Die jurassischen Kämpfer im Comic
Nach dem Erfolg der fünf Bände der Comicreihe «Les Indociles», die die bewegte Geschichte des Juras anhand prägender Figuren von den 1960er-Jahren bis zum Jahr 2000 erzählte, legte das Team diesen Frühling mit «Les Inaptes» nach. Das Szenario und die Texte stammen von Camille Rebetez, die Zeichnungen – natürlich – von Pitch. Einen Teil seiner Arbeit hat er an die Koloristin Amélie Dupré delegiert. «Das hat mir eine grosse Last abgenommen. Amélie hat nicht versucht, meinen Stil zu kopieren, sie hat ihren eigenen und das ist wunderschön!» Die Trilogie soll vor dem Sommer 2027 abgeschlossen sein. RTS hat «Les Indociles» verfilmt – wird der Sender «Les Inaptes» folgen lassen? Der neue Band knüpft an das Leben der Kinder an, die während der Jurakämpfe geboren wurden.

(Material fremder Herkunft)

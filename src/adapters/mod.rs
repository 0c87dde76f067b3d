//! External system adapters
//!
//! Clients for everything outside the process: the source repository
//! database, the tracking store, the PubMed LinkOut FTP drop, and the
//! notification mail relay.

pub mod ftp;
pub mod mail;
pub mod source;
pub mod tracking;
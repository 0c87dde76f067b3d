//! Submission notification email
//!
//! Sends a short message to the LinkOut maintainers after a successful
//! upload, listing the resource files that landed on the FTP drop.
//! Notification failure is reported by the caller as a warning, never as
//! a run failure.

use crate::config::EmailConfig;
use crate::domain::{LinkoutError, Result};
use lettre::message::Mailbox;
use lettre::transport::smtp::authentication::Credentials;
use lettre::{AsyncSmtpTransport, AsyncTransport, Message, Tokio1Executor};
use secrecy::ExposeSecret;

/// SMTP notifier for completed submissions
pub struct Notifier {
    transport: AsyncSmtpTransport<Tokio1Executor>,
    from: Mailbox,
    to: Vec<Mailbox>,
    subject: String,
}

impl Notifier {
    /// Builds a notifier from configuration
    ///
    /// Returns `None` when email notification is disabled.
    pub fn from_config(config: &EmailConfig) -> Result<Option<Self>> {
        if !config.enabled {
            return Ok(None);
        }

        let mut builder = if config.smtp_tls {
            AsyncSmtpTransport::<Tokio1Executor>::starttls_relay(&config.smtp_host).map_err(
                |e| LinkoutError::Notification(format!("Invalid SMTP relay configuration: {}", e)),
            )?
        } else {
            AsyncSmtpTransport::<Tokio1Executor>::builder_dangerous(&config.smtp_host)
        };
        builder = builder.port(config.smtp_port);

        if let (Some(username), Some(password)) = (&config.username, &config.password) {
            builder = builder.credentials(Credentials::new(
                username.clone(),
                password.expose_secret().as_ref().to_string(),
            ));
        }

        let from: Mailbox = config
            .from
            .parse()
            .map_err(|e| LinkoutError::Notification(format!("Invalid from address: {}", e)))?;

        let to = config
            .to
            .iter()
            .map(|addr| {
                addr.parse().map_err(|e| {
                    LinkoutError::Notification(format!("Invalid recipient address {}: {}", addr, e))
                })
            })
            .collect::<Result<Vec<Mailbox>>>()?;

        Ok(Some(Self {
            transport: builder.build(),
            from,
            to,
            subject: config.subject.clone(),
        }))
    }

    /// Sends the post-upload notification
    pub async fn send_submission_notice(
        &self,
        filenames: &[String],
        record_count: usize,
    ) -> Result<()> {
        let mut body = format!(
            "The PubMed LinkOut pipeline uploaded {} resource file(s) covering {} publication(s):\n\n",
            filenames.len(),
            record_count
        );
        for filename in filenames {
            body.push_str(filename);
            body.push('\n');
        }

        let mut builder = Message::builder()
            .from(self.from.clone())
            .subject(self.subject.clone());
        for recipient in &self.to {
            builder = builder.to(recipient.clone());
        }

        let message = builder
            .body(body)
            .map_err(|e| LinkoutError::Notification(format!("Failed to build message: {}", e)))?;

        self.transport
            .send(message)
            .await
            .map_err(|e| LinkoutError::Notification(format!("Failed to send email: {}", e)))?;

        tracing::info!(recipients = self.to.len(), "Notification email sent");
        Ok(())
    }
}

#[cfg(test)]
mod tests {
    use super::*;

    #[test]
    fn test_from_config_disabled_returns_none() {
        let config = EmailConfig::default();
        assert!(Notifier::from_config(&config).unwrap().is_none());
    }

    #[test]
    fn test_from_config_rejects_bad_from_address() {
        let config = EmailConfig {
            enabled: true,
            smtp_host: "smtp.example.edu".to_string(),
            smtp_tls: false,
            from: "not an address".to_string(),
            to: vec!["oapolicy@example.edu".to_string()],
            ..Default::default()
        };
        assert!(Notifier::from_config(&config).is_err());
    }
}
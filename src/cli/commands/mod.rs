//! Command implementations

pub mod enqueue;
pub mod export;
pub mod init;
pub mod resubmit;
pub mod status;
pub mod submit;
pub mod validate;
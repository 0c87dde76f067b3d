//! Record pagination
//!
//! Splits a batch of publication records into fixed-size pages, one
//! resource file per page. PubMed rejects oversized resource files, so
//! the page size is capped in configuration rather than in code.

use crate::domain::PublicationRecord;

/// Splits records into pages of at most `page_size` records
///
/// Every page except possibly the last holds exactly `page_size`
/// records; the last holds the remainder. Record order is preserved
/// across pages, and an empty input yields no pages.
///
/// # Panics
///
/// Panics if `page_size` is zero. Configuration validation rejects a
/// zero page size before the pipeline runs.
pub fn pages(records: &[PublicationRecord], page_size: usize) -> Vec<&[PublicationRecord]> {
    assert!(page_size > 0, "page_size must be > 0");
    records.chunks(page_size).collect()
}

/// Number of pages `records` will split into
pub fn page_count(record_count: usize, page_size: usize) -> usize {
    record_count.div_ceil(page_size)
}

#[cfg(test)]
mod tests {
    use super::*;
    use crate::domain::ids::{ItemId, Pmid};
    use test_case::test_case;

    fn records(n: usize) -> Vec<PublicationRecord> {
        (0..n)
            .map(|i| {
                PublicationRecord::new(
                    ItemId::new(format!("qt{i:08}")).unwrap(),
                    Pmid::new(format!("{}", 10000 + i)).unwrap(),
                )
            })
            .collect()
    }

    #[test]
    fn test_pages_empty_input() {
        let recs = records(0);
        assert!(pages(&recs, 1000).is_empty());
    }

    #[test]
    fn test_pages_preserve_order_and_content() {
        let recs = records(25);
        let paged = pages(&recs, 10);

        assert_eq!(paged.len(), 3);
        assert_eq!(paged[0].len(), 10);
        assert_eq!(paged[1].len(), 10);
        assert_eq!(paged[2].len(), 5);

        // Concatenating the pages restores the original sequence
        let rejoined: Vec<_> = paged.into_iter().flatten().cloned().collect();
        assert_eq!(rejoined, recs);
    }

    #[test]
    fn test_pages_exact_multiple() {
        let recs = records(30);
        let paged = pages(&recs, 10);
        assert_eq!(paged.len(), 3);
        assert!(paged.iter().all(|p| p.len() == 10));
    }

    #[test]
    fn test_pages_single_page_when_under_limit() {
        let recs = records(7);
        let paged = pages(&recs, 1000);
        assert_eq!(paged.len(), 1);
        assert_eq!(paged[0].len(), 7);
    }

    #[test_case(0, 1000, 0)]
    #[test_case(1, 1000, 1)]
    #[test_case(1000, 1000, 1)]
    #[test_case(1001, 1000, 2)]
    #[test_case(45000, 15000, 3)]
    #[test_case(45001, 15000, 4)]
    fn test_page_count(record_count: usize, page_size: usize, expected: usize) {
        assert_eq!(page_count(record_count, page_size), expected);
    }
}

In einem RTS-Interview erzählt Camille Rebetez, dass er nach «Les Indociles» nichts mehr zu erzählen hatte. Dann kamen die Pandemie, die Klimastreiks: «Das gab mir eine Thematik, die sich durch die gesamte Trilogie ziehen wird, und einen Fluchtpunkt. Ich wollte, dass es gut ausgeht – trotz des Klimathemas. Ich glaube, ich habe eine glaubwürdige Lösung gefunden – das Ziel jedes Autors, der keinen Historienroman schreibt», erklärte er im Radio.
Pitch erzählt auch von seinem Aufenthalt in Gaza mit zwei anderen Zeichnern: Thierry Barrigue und Nicolas Sjöstedt. Ein eindrücklicher, bewegender Moment – genau wie die gezeichneten Porträts, die er in griechischen Flüchtlingslagern für syrische Geflüchtete anfertigte. Im April 2024 sagte er gegenüber «L’Illustré» über Gaza, er habe das Gefühl, «dass das nie aufhören wird». Um das Erlebte in den Lagern zu verarbeiten, könnte Pitch daraus einen Comic machen. Er denkt daran, denn: «Wenn dir ein 14-jähriges palästinensisches Flüchtlingsmädchen erklärt, dass es bereits drei Kriege erlebt hat, verschlägt es einem die Sprache.»
Fest verwurzelt in seiner jurassischen Heimat, behält Pitch ein sehr waches Auge auf die Welt.
«Les Inaptes», Camille Rebetez, Pitch Comment und Amélie Dupré, Editions Antipode, 80 Seiten.

Pitch Comment, geboren 1970, lebt in Pruntrut (JU). Bekannt wurde er mit einem Blog über die Wahlen in seinem Kanton. Als Zeichner ist er langjähriger
Mitarbeiter der Satire-Zeitschrift «Vigousse» und der Satire-App «La Torche 2.0.» Im «Quotidien jurassien» erscheint wöchentlich eine seiner Zeichnungen.